Book review: Sea Change – An Atlas of Islands in a Rising Ocean, by Christina Gerhardt
By Jeremy Williams
When I needed the atlas in my school library, I knew it would be in the reference section – the place you go to look stuff up, to get the definitive answer. So it’s strange to think of an atlas as something provisional and temporary. I suppose they always were, but more so in an era of climate change. Maps are being re-drawn. Coastlines are moving. Glaciers are retreating. Some places might cease to exist altogether, including some places that might vanish without ever really being widely known.
Christina Gerhardt brings this point home in Sea Change – An Atlas of Islands in a Rising Sea, a look at climate change from an island perspective.

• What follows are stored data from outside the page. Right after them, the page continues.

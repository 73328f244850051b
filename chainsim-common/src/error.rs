use thiserror::Error;

#[derive(Debug, Error)]
pub enum ChainSimError {
    #[error("Unknown consensus type: {0}")]
    UnknownConsensus(String),

    #[error("Invalid config: {0}")]
    Config(String),

    #[error("Consensus state not initialized: {0}")]
    NotInitialized(String),

    #[error("Serialization error: {0}")]
    Serialization(String),

    #[error("IO error: {0}")]
    Io(#[from] std::io::Error),
}

impl From<serde_json::Error> for ChainSimError {
    fn from(e: serde_json::Error) -> Self {
        ChainSimError::Serialization(e.to_string())
    }
}

pub type Result<T> = std::result::Result<T, ChainSimError>;
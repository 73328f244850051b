use chainsim_common::{crypto::digest, NodeId};
use serde::{Deserialize, Serialize};

/// A funded address bound to the node it submits through.
#[derive(Debug, Clone, PartialEq, Eq, Serialize, Deserialize)]
#[serde(rename_all = "camelCase")]
pub struct Wallet {
    pub id: String,
    pub address: String,
    pub node_id: NodeId,
    /// Nonce for the next transaction; advances only on admission.
    pub next_nonce: u64,
}

impl Wallet {
    pub fn new(id: impl Into<String>, node_id: NodeId) -> Self {
        let id = id.into();
        Self {
            address: Self::derive_address(&id),
            id,
            node_id,
            next_nonce: 0,
        }
    }

    /// `0x` followed by the first 40 hex chars of the id digest.
    pub fn derive_address(id: &str) -> String {
        let hash = digest(format!("wallet:{}", id).as_bytes());
        format!("0x{}", &hash[..40])
    }
}
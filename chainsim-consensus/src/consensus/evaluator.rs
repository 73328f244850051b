//! Quorum arithmetic shared by the voting protocols.

/// Faulty nodes tolerated among `n`: f = floor((n - 1) / 3).
pub fn fault_tolerance(n: usize) -> usize {
    n.saturating_sub(1) / 3
}

/// BFT quorum: 2f + 1.
pub fn bft_quorum(n: usize) -> usize {
    2 * fault_tolerance(n) + 1
}

/// Strict majority of `n`.
pub fn is_majority(votes: usize, n: usize) -> bool {
    votes * 2 > n
}

/// Weighted quorum: `voter_stake >= fraction * total_stake`. No stake, no quorum.
pub fn stake_quorum_reached(voter_stake: u64, total_stake: u64, fraction: f64) -> bool {
    if total_stake == 0 {
        return false;
    }
    voter_stake as f64 >= total_stake as f64 * fraction
}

It’s an unusual book for a number of reasons, beginning on the front. It has a semi-transparent slipcover that doesn’t really come across in an online photograph, but that makes sense as a physical object. It shows the outline of Deal Island in the Chesapeake Bay. Slide the paper off and you’ll see a revised outline for 2100, the island reduced to slivers of its former self – as if the front cover can be updated if you’re reading it in the future.
Inside, Gerhardt introduces the unique viewpoint of island nations and then dedicates the bulk of the page count to introducing them. How climate change is affecting them, what is lost, and how they are responding. These places matter in their own right, and they are also forerunners of problems that will come in time to coastal areas. ‘Ghost forests’, where saltwater encroachment has poisoned trees. Village relocations. Aquifers and boreholes salinated. Sinking buildings. The loss of critical infrastructure such as roads, bridges, airports or power stations.

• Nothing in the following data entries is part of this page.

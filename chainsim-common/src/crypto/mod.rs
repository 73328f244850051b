pub mod hash;
pub mod signing;

pub use hash::{digest, hash_to_range};
use serde::{Deserialize, Serialize};

/// Global tunables. Every field falls back to the engine default when absent.
#[derive(Debug, Clone, PartialEq, Serialize, Deserialize)]
#[serde(default)]
pub struct ConsensusParams {
    /// PoW: leading zero hex characters required in a block id.
    pub difficulty: usize,
    /// PoW: blocks (the block itself included) needed before it is final.
    pub confirmations: u64,
    /// PoW: nonce attempts per tick.
    pub hash_power: u64,
    pub max_block_txs: usize,
    /// PoS: slot length in ms.
    pub slot_duration: u64,
    /// PoS: fraction of total stake needed to finalize.
    pub stake_quorum: f64,
    pub default_stake: u64,
    pub election_timeout_min: u64,
    pub election_timeout_max: u64,
    pub heartbeat_interval: u64,
    /// PBFT: minimum ms between primary proposals.
    pub proposal_interval: u64,
}

impl Default for ConsensusParams {
    fn default() -> Self {
        Self {
            difficulty: 2,
            confirmations: 1,
            hash_power: 50,
            max_block_txs: 50,
            slot_duration: 2_000,
            stake_quorum: 2.0 / 3.0,
            default_stake: 100,
            election_timeout_min: 1_500,
            election_timeout_max: 3_000,
            heartbeat_interval: 500,
            proposal_interval: 1_500,
        }
    }
}
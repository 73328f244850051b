use serde::{Deserialize, Serialize};

fn default_min_delay() -> u64 {
    200
}

fn default_max_delay() -> u64 {
    800
}

/// Delivery characteristics of the simulated network. Delays are in simulated ms.
#[derive(Debug, Clone, PartialEq, Serialize, Deserialize)]
pub struct NetworkConfig {
    #[serde(default = "default_min_delay")]
    pub min_delay: u64,
    #[serde(default = "default_max_delay")]
    pub max_delay: u64,
    /// Probability in `[0, 1]` that a message is silently dropped.
    #[serde(default)]
    pub packet_loss: f64,
    /// Seed for delay/drop/engine randomness. `None` seeds from entropy.
    #[serde(default)]
    pub seed: Option<u64>,
}

impl Default for NetworkConfig {
    fn default() -> Self {
        Self {
            min_delay: default_min_delay(),
            max_delay: default_max_delay(),
            packet_loss: 0.0,
            seed: None,
        }
    }
}
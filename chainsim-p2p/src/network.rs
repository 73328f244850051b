//! network.rs
//!
//! Simulated unreliable transport. Every send draws a delay from
//! `[min_delay, max_delay]` and independently decides whether the message is
//! lost. Surviving messages wait in a FIFO queue until the clock reaches their
//! `deliver_at`.
//!
//! Delivery is the only path by which one node's state can influence another's.

use std::collections::BTreeSet;

use chainsim_common::NodeId;
use rand::{rngs::StdRng, Rng, SeedableRng};
use serde::{Deserialize, Serialize};
use tracing::{debug, trace};

use crate::{
    config::NetworkConfig,
    message::{MessagePayload, MessageView, NetworkMessage},
};

/// Result of a single send.
#[derive(Debug, Clone, Copy, PartialEq, Eq)]
pub enum SendOutcome {
    Queued { id: u64, deliver_at: u64 },
    Dropped,
}

impl SendOutcome {
    pub fn is_dropped(&self) -> bool {
        matches!(self, SendOutcome::Dropped)
    }
}

#[derive(Debug, Clone, Copy, Default, PartialEq, Eq)]
pub struct BroadcastReport {
    pub queued: usize,
    pub dropped: usize,
}

#[derive(Debug, Clone, Copy, Default, PartialEq, Eq, Serialize, Deserialize)]
pub struct NetworkStats {
    pub sent: u64,
    pub dropped: u64,
    pub delivered: u64,
    /// Due messages whose destination had left the registry.
    pub discarded: u64,
}

pub struct Network {
    config: NetworkConfig,
    registry: BTreeSet<NodeId>,
    in_flight: Vec<NetworkMessage>,
    next_id: u64,
    now: u64,
    rng: StdRng,
    stats: NetworkStats,
}

impl Network {
    pub fn new(config: NetworkConfig) -> Self {
        let rng = match config.seed {
            Some(seed) => StdRng::seed_from_u64(seed),
            None => StdRng::from_entropy(),
        };
        Self {
            config,
            registry: BTreeSet::new(),
            in_flight: Vec::new(),
            next_id: 1,
            now: 0,
            rng,
            stats: NetworkStats::default(),
        }
    }

    pub fn config(&self) -> &NetworkConfig {
        &self.config
    }

    /// Current simulated time, as of the last `tick`.
    pub fn now(&self) -> u64 {
        self.now
    }

    pub fn stats(&self) -> NetworkStats {
        self.stats
    }

    pub fn set_delay(&mut self, min_delay: u64, max_delay: u64) {
        self.config.min_delay = min_delay.min(max_delay);
        self.config.max_delay = min_delay.max(max_delay);
    }

    pub fn set_packet_loss(&mut self, packet_loss: f64) {
        self.config.packet_loss = packet_loss.clamp(0.0, 1.0);
    }

    // ---- registry ----

    pub fn register_node(&mut self, id: NodeId) -> bool {
        self.registry.insert(id)
    }

    pub fn unregister_node(&mut self, id: &NodeId) -> bool {
        self.registry.remove(id)
    }

    pub fn is_registered(&self, id: &NodeId) -> bool {
        self.registry.contains(id)
    }

    /// Registered node ids in sorted order.
    pub fn node_ids(&self) -> Vec<NodeId> {
        self.registry.iter().cloned().collect()
    }

    pub fn node_count(&self) -> usize {
        self.registry.len()
    }

    // ---- sending ----

    pub fn send(&mut self, from: &NodeId, to: &NodeId, payload: MessagePayload) -> SendOutcome {
        let delay = self.random_range(self.config.min_delay, self.config.max_delay);
        let lost = self.config.packet_loss > 0.0 && self.rng.gen::<f64>() < self.config.packet_loss;
        self.stats.sent += 1;

        let msg_type = payload.message_type();
        if lost {
            self.stats.dropped += 1;
            trace!("📉 Dropped {} {} -> {}", msg_type, from, to);
            return SendOutcome::Dropped;
        }

        let id = self.next_id;
        self.next_id += 1;
        let deliver_at = self.now + delay;
        self.in_flight.push(NetworkMessage {
            id,
            msg_type,
            from: from.clone(),
            to: to.clone(),
            payload,
            created_at: self.now,
            deliver_at,
            total_delay: delay,
        });
        SendOutcome::Queued { id, deliver_at }
    }

    /// Sends `payload` to every id in `peers`, skipping the sender and `exclude`.
    pub fn broadcast<'a>(
        &mut self,
        from: &NodeId,
        peers: impl IntoIterator<Item = &'a NodeId>,
        payload: MessagePayload,
        exclude: Option<&NodeId>,
    ) -> BroadcastReport {
        let mut report = BroadcastReport::default();
        for peer in peers {
            if peer == from || Some(peer) == exclude {
                continue;
            }
            match self.send(from, peer, payload.clone()) {
                SendOutcome::Queued { .. } => report.queued += 1,
                SendOutcome::Dropped => report.dropped += 1,
            }
        }
        report
    }

    /// Like `broadcast`, addressed to every registered node.
    pub fn broadcast_all(&mut self, from: &NodeId, payload: MessagePayload, exclude: Option<&NodeId>) -> BroadcastReport {
        let targets = self.node_ids();
        self.broadcast(from, targets.iter(), payload, exclude)
    }

    // ---- delivery ----

    /// Advances the clock and returns messages now due, in FIFO order.
    ///
    /// Due messages addressed to unregistered nodes are discarded.
    pub fn tick(&mut self, now: u64) -> Vec<NetworkMessage> {
        self.now = now;
        let (due, waiting): (Vec<_>, Vec<_>) = std::mem::take(&mut self.in_flight)
            .into_iter()
            .partition(|m| m.deliver_at <= now);
        self.in_flight = waiting;

        let mut delivered = Vec::with_capacity(due.len());
        for msg in due {
            if self.registry.contains(&msg.to) {
                self.stats.delivered += 1;
                delivered.push(msg);
            } else {
                self.stats.discarded += 1;
                debug!("📭 Discarding {} for unregistered node {}", msg.msg_type, msg.to);
            }
        }
        delivered
    }

    pub fn in_flight(&self) -> &[NetworkMessage] {
        &self.in_flight
    }

    pub fn message_views(&self) -> Vec<MessageView> {
        self.in_flight.iter().map(|m| MessageView::of(m, self.now)).collect()
    }

    pub fn clear_in_flight(&mut self) {
        self.in_flight.clear();
    }

    // ---- randomness shared with engines ----

    /// Uniform draw from the inclusive range; bounds may come in either order.
    pub fn random_range(&mut self, lo: u64, hi: u64) -> u64 {
        let (lo, hi) = if lo <= hi { (lo, hi) } else { (hi, lo) };
        self.rng.gen_range(lo..=hi)
    }

    pub fn random_u64(&mut self) -> u64 {
        self.rng.gen()
    }
}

Many parts of the world are represented, from cold and icy islands to tropical atolls. We visit wealthy Bahrain and Singapore, to impoverished Haiti or the scarcely habitable Bhasan Char, where Rohingya refugees are being placed. Some I’ve written about here before, such as Isle de Jean Charles or Kiribati. There are places I’ve set foot myself in the Comoros and Mauritius, stopping places on the flight to the far larger island of Madagascar. Others I hadn’t heard of, such as the Mischief Islands in the South China Sea. The book sources local contributions from many of these, often poetry. (I was pleased to find Kathy Jetnil-Kijiner of the Marshall Islands is a recurring contributor. I’m a fan.) It gives far-flung places a voice and grounds them in our imaginations as real places with cultures of their own, places that people call home and have done for generations.

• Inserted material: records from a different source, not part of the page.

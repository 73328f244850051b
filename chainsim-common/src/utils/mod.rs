//! utils.rs
//!
//! Common types and helper implementations shared across the simulator.

pub mod node_id;
pub use node_id::NodeId;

There’s a strong climate justice angle to all of this of course. You can recover from a flood or rebuild after a hurricane. But I’m not sure there’s a greater climate catastrophe than to see your home wiped from the map entirely. To be rendered homeless and even stateless by climate change, to “wander rootless with only a passport to call home”, as Jetnil-Kijiner puts it. And yet the places most likely to experience this have contributed almost nothing to the carbon imbalance. The ten nations with the smallest cumulative carbon footprints are all islands. Many of them have been exploited for resources or appropriated for military bases or nuclear testing, and are still wrestling with the legacy of a colonial logic that has seen them as expendable.
Islanders generally have no intention of going anywhere, and the book touches on various ways they are fighting back against climate change, and adapting to changing conditions. We hear about ‘managed retreat’ from the coast, reforestation, land reclamation and seawalls, and the leadership role some have played in international negotiations.
Along the way the book experiments with different ways of presenting sea level rise. There are sidenotes on navigation and seafaring, geographical explainers, and cultural and historical anecdotes. (I liked, for example, the observation that island cultures tend to see the ocean as something that connects them to their neighbours, not something that separates them – I guess Britain didn’t get the memo on that one.) There are curious facts – Kiribati is the only country in the world to span all four hemispheres. Nauru once had the world’s highest GDP. It’s a rich and rewarding compendium of island cultures and what they have brought to the human story, a warning about their precarious state, and a call to action to prevent their loss.
“On this island, things fidget. Even history” writes Jamaican poet Kei Miller. “Landmarks shift, become unfixed… Whole places will slip out from your grip.”